Terry Francona, two-time World Champion manager of the Boston Red Sox, has joined ESPN in a multiplatform role which will include serving as an analyst for Sunday Night Baseball, the network’s exclusive national game of the week. Francona will join Dan Shulman and Orel Hershiser in the Sunday Night Baseball booth, replacing current Red Sox manager and former ESPN analyst Bobby Valentine. He will make his ESPN debut tonight, Dec. 5, on SportsCenter and Baseball Tonight from the Winter Meetings in Dallas.
Francona will also provide analysis for Baseball Tonight, among other news and information shows, and ESPN’s coverage of the Little League World Series.

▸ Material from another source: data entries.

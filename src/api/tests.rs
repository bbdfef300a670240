use super::*;

const SCENARIO_D: &str = r#"[
    {"op": "conv", "in_channels": 3, "out_channels": 8, "kernel_size": 3, "padding": "same", "stride": 1},
    {"op": "add"},
    {"op": "global_avg_pool"},
    {"op": "flatten", "in_features": 8},
    {"op": "linear", "in_features": 8, "out_features": 4}
]"#;

#[test]
fn test_compile_renders_design() {
    let arch = Architecture::from_json(
        r#"[
            {"op": "relu"},
            {"op": "global_avg_pool"},
            {"op": "flatten", "in_features": 3},
            {"op": "linear", "in_features": 3, "out_features": 10}
        ]"#,
    )
    .unwrap();
    let artifact = compile(&arch, &Config::default()).unwrap();
    assert_eq!(artifact.seed, None);
    assert_eq!(artifact.program.output_features, Some(10));
    assert!(artifact.source.contains("void top_function("));
    assert!(artifact
        .source
        .contains("linear(buffer_b, buffer_a, dummy_weights, dummy_bias, 3, 10);"));
    assert_eq!(artifact.features.linears, 1);
}

#[test]
fn test_unknown_operator_stops_generation() {
    let arch = Architecture::from_json(SCENARIO_D).unwrap();
    match compile(&arch, &Config::default()) {
        Err(Error::Lower(LowerError::UnsupportedOperator { index, name })) => {
            assert_eq!(index, 1);
            assert_eq!(name, "add");
        }
        other => panic!("expected unsupported operator, got {:?}", other),
    }
}

#[test]
fn test_invalid_config_is_rejected() {
    let config = Config {
        max_depth: 1,
        ..Config::default()
    };
    assert!(matches!(generate(&config, 0), Err(Error::Config(_))));
    assert!(matches!(sample(&config, 0, 4), Err(Error::Config(_))));
}

#[test]
fn test_generate_is_reproducible() {
    let config = Config::default();
    let a = generate(&config, 17).unwrap();
    let b = generate(&config, 17).unwrap();
    assert_eq!(a.seed, Some(17));
    assert_eq!(a.source, b.source);
    assert_eq!(a.architecture, b.architecture);
}

#[test]
fn test_sample_matches_sequential_generation() {
    let config = Config::default();
    let batch = sample(&config, 100, 8).unwrap();
    assert_eq!(batch.len(), 8);
    for (i, artifact) in batch.iter().enumerate() {
        let single = generate(&config, 100 + i as u64).unwrap();
        assert_eq!(artifact.seed, Some(100 + i as u64));
        assert_eq!(artifact.architecture, single.architecture);
        assert_eq!(artifact.source, single.source);
    }
}

#[test]
fn test_sample_wraps_seed() {
    let batch = sample(&Config::default(), u64::MAX, 2).unwrap();
    assert_eq!(batch[0].seed, Some(u64::MAX));
    assert_eq!(batch[1].seed, Some(0));
}

#[test]
fn test_write_manifest() {
    let dir = tempfile::tempdir().unwrap();
    let batch = sample(&Config::default(), 0, 3).unwrap();
    let path = write_manifest(dir.path(), &batch).unwrap();

    let manifest: serde_json::Value =
        serde_json::from_str(&fs::read_to_string(&path).unwrap()).unwrap();
    let entries = manifest.as_array().unwrap();
    assert_eq!(entries.len(), 3);
    for (entry, artifact) in entries.iter().zip(&batch) {
        assert_eq!(entry["fingerprint"], artifact.fingerprint());
        let design = dir.path().join(entry["design"].as_str().unwrap());
        assert_eq!(fs::read_to_string(design).unwrap(), artifact.source);
        assert_eq!(entry["output_features"], 128);
    }
}

#[test]
fn test_error_display_names_path() {
    let err = Error::Io {
        path: PathBuf::from("/nowhere/design.cpp"),
        source: std::io::Error::new(std::io::ErrorKind::NotFound, "missing"),
    };
    assert_eq!(err.to_string(), "/nowhere/design.cpp: missing");
}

Additionally, he will be a featured guest on ESPN Radio’s national shows and contributor to ESPN.com and ESPNBoston.com.
“Terry is a brilliant baseball mind, with two World Series rings over the last eight seasons, and we’re thrilled to welcome him to our team,” said Norby Williamson, executive vice president, production. “Ted Williams for Joe DiMaggio never happened, but this is ESPN’s version with Bobby moving to the Red Sox dugout and Terry replacing him on Sunday Night Baseball.”
“I’m excited to join ESPN and to be able to talk about my passion for baseball with fans who love the game as much as me,” said Francona. “In some ways, I’ll be a rookie all over again, but I’m looking forward to the challenge.”

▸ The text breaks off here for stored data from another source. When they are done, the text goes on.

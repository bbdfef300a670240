use super::*;

fn scenario_a() -> Architecture {
    Architecture::new(vec![
        OperatorBlock::conv(3, 32, 3, Padding::Same, 1).unwrap(),
        OperatorBlock::Relu,
        OperatorBlock::max_pool(2, 2).unwrap(),
        OperatorBlock::GlobalAvgPool,
        OperatorBlock::flatten(32).unwrap(),
        OperatorBlock::linear(32, 128).unwrap(),
    ])
    .unwrap()
}

#[test]
fn test_construction_rejects_non_positive_fields() {
    assert_eq!(
        OperatorBlock::conv(0, 32, 3, Padding::Same, 1),
        Err(IrError::InvalidParam {
            op: "conv",
            field: "in_channels",
            reason: "must be positive",
        })
    );
    assert!(OperatorBlock::conv(3, 32, 0, Padding::Same, 1).is_err());
    assert!(OperatorBlock::conv(3, 32, 3, Padding::Explicit(0), 0).is_err());
    assert!(OperatorBlock::max_pool(2, 0).is_err());
    assert!(OperatorBlock::flatten(0).is_err());
    assert!(OperatorBlock::linear(16, 0).is_err());
    // Zero padding is a legal explicit padding.
    assert!(OperatorBlock::conv(3, 32, 3, Padding::Explicit(0), 1).is_ok());
}

#[test]
fn test_empty_architecture_rejected() {
    assert_eq!(Architecture::new(vec![]), Err(IrError::EmptyArchitecture));
}

#[test]
fn test_kind_and_name() {
    assert_eq!(OperatorBlock::Relu.kind(), Some(OperatorKind::Relu));
    assert_eq!(OperatorBlock::GlobalAvgPool.name(), "global_avg_pool");
    let opaque = OperatorBlock::Opaque("add".into());
    assert_eq!(opaque.kind(), None);
    assert_eq!(opaque.name(), "add");
    for kind in OperatorKind::ALL {
        assert_eq!(OperatorKind::from_name(kind.name()), Some(kind));
    }
    assert_eq!(OperatorKind::from_name("add"), None);
}

#[test]
fn test_architecture_display() {
    assert_eq!(
        scenario_a().to_string(),
        "conv(3->32, k=3, s=1, pad=same) -> relu -> max_pool(k=2, s=2) -> \
         global_avg_pool -> flatten(32) -> linear(32->128)"
    );
}

#[test]
fn test_validate_scenario_a() {
    let arch = scenario_a();
    let out = arch.validate(ShapeState::image(3, 32, 32)).unwrap();
    assert_eq!(out, ShapeState::vector(128));
}

#[test]
fn test_validate_requires_trailing_linear() {
    let arch = Architecture::new(vec![
        OperatorBlock::GlobalAvgPool,
        OperatorBlock::flatten(3).unwrap(),
        OperatorBlock::linear(3, 10).unwrap(),
        OperatorBlock::Relu,
    ])
    .unwrap();
    assert_eq!(
        arch.validate(ShapeState::image(3, 8, 8)),
        Err(IrError::Structure("architecture must end in a linear block"))
    );
}

#[test]
fn test_validate_requires_pool_before_flatten() {
    let arch = Architecture::new(vec![
        OperatorBlock::flatten(192).unwrap(),
        OperatorBlock::linear(192, 10).unwrap(),
    ])
    .unwrap();
    assert_eq!(
        arch.validate(ShapeState::image(3, 8, 8)),
        Err(IrError::Structure(
            "flatten must directly follow global_avg_pool"
        ))
    );
}

#[test]
fn test_validate_reports_shape_error_index() {
    let arch = Architecture::new(vec![
        OperatorBlock::conv(3, 8, 5, Padding::Explicit(0), 1).unwrap(),
        OperatorBlock::conv(8, 8, 5, Padding::Explicit(0), 1).unwrap(),
    ])
    .unwrap();
    // 6 -> 2 -> (2 - 5) < 0
    let err = arch.validate(ShapeState::image(3, 6, 6)).unwrap_err();
    assert_eq!(
        err,
        IrError::Shape {
            index: 1,
            source: ShapeError::NonPositive {
                op: "conv",
                dim: "height",
            },
        }
    );
}

#[test]
fn test_json_round_trip_preserves_blocks() {
    let arch = scenario_a();
    let text = arch.to_json().unwrap();
    assert!(text.contains("\"op\": \"conv\""));
    assert!(text.contains("\"padding\": \"same\""));
    assert_eq!(Architecture::from_json(&text).unwrap(), arch);
}

#[test]
fn test_json_unknown_op_becomes_opaque() {
    let text = r#"[{"op": "relu"}, {"op": "add", "filter": 64}]"#;
    let arch = Architecture::from_json(text).unwrap();
    assert_eq!(arch.blocks()[1], OperatorBlock::Opaque("add".into()));

    // Parameters of unmodeled operators are not carried through.
    let written = arch.to_json().unwrap();
    assert!(written.contains("\"op\": \"add\""));
    assert!(!written.contains("filter"));
}

#[test]
fn test_json_rejects_unknown_fields_on_known_ops() {
    let dilated = Architecture::from_json(
        r#"[{"op": "conv", "in_channels": 3, "out_channels": 8, "kernel_size": 3,
             "padding": "same", "stride": 1, "dilation": 2}]"#,
    );
    assert!(matches!(dilated, Err(IrError::Json(msg)) if msg.contains("dilation")));

    let relu = Architecture::from_json(r#"[{"op": "relu", "inplace": true}]"#);
    assert!(matches!(relu, Err(IrError::Json(msg)) if msg.contains("inplace")));

    let text = r#"{"op": "linear", "in_features": 4, "out_features": 2, "bias": 1}"#;
    let raw: json::RawBlock = serde_json::from_str(text).unwrap();
    assert_eq!(
        OperatorBlock::try_from(raw),
        Err(IrError::UnknownParam {
            op: "linear",
            field: "bias".into(),
        })
    );
}

#[test]
fn test_json_rejects_missing_and_invalid_fields() {
    let missing = Architecture::from_json(r#"[{"op": "linear", "in_features": 4}]"#);
    assert!(matches!(missing, Err(IrError::Json(msg)) if msg.contains("out_features")));

    let bad_padding = Architecture::from_json(
        r#"[{"op": "conv", "in_channels": 3, "out_channels": 8,
             "kernel_size": 3, "padding": "valid", "stride": 1}]"#,
    );
    assert!(matches!(bad_padding, Err(IrError::Json(msg)) if msg.contains("padding")));

    let zero_stride =
        Architecture::from_json(r#"[{"op": "max_pool", "kernel_size": 2, "stride": 0}]"#);
    assert!(matches!(zero_stride, Err(IrError::Json(msg)) if msg.contains("stride")));

    assert!(Architecture::from_json("[]").is_err());
}

#[test]
fn test_fingerprint_is_content_addressed() {
    let a = scenario_a();
    let b = scenario_a();
    assert_eq!(a.fingerprint(), b.fingerprint());
    assert_eq!(a.fingerprint().len(), 64);

    let other = Architecture::new(vec![OperatorBlock::Relu]).unwrap();
    assert_ne!(a.fingerprint(), other.fingerprint());
}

Francona provided analysis for Fox Sports during the American League Championship Series in 2011.
Francona managed the Red Sox for eight seasons (2004-11), leading the team to a pair of World Series championships (2004; 2007) and a record of 744-552. He previously managed the Philadelphia Phillies from 1997-2000.
Francona served as a bench coach for the Oakland Athletics in 2003 and the Texas Rangers in 2002. He also served as a special assistant to baseball operations with the Cleveland Indians in 2001. Francona managed in the Minor Leagues from 1992-95.
Francona played in the Major Leagues from 1981-90 with the Montreal Expos (1981-85), Chicago Cubs (1986), Cincinnati Reds (1987), Cleveland Indians (1988) and Milwaukee Brewers (1989-90). He was drafted by the Expos in 1980 out of the University of Arizona, where he won the Golden Spikes Award as the nation’s top amateur player that same year.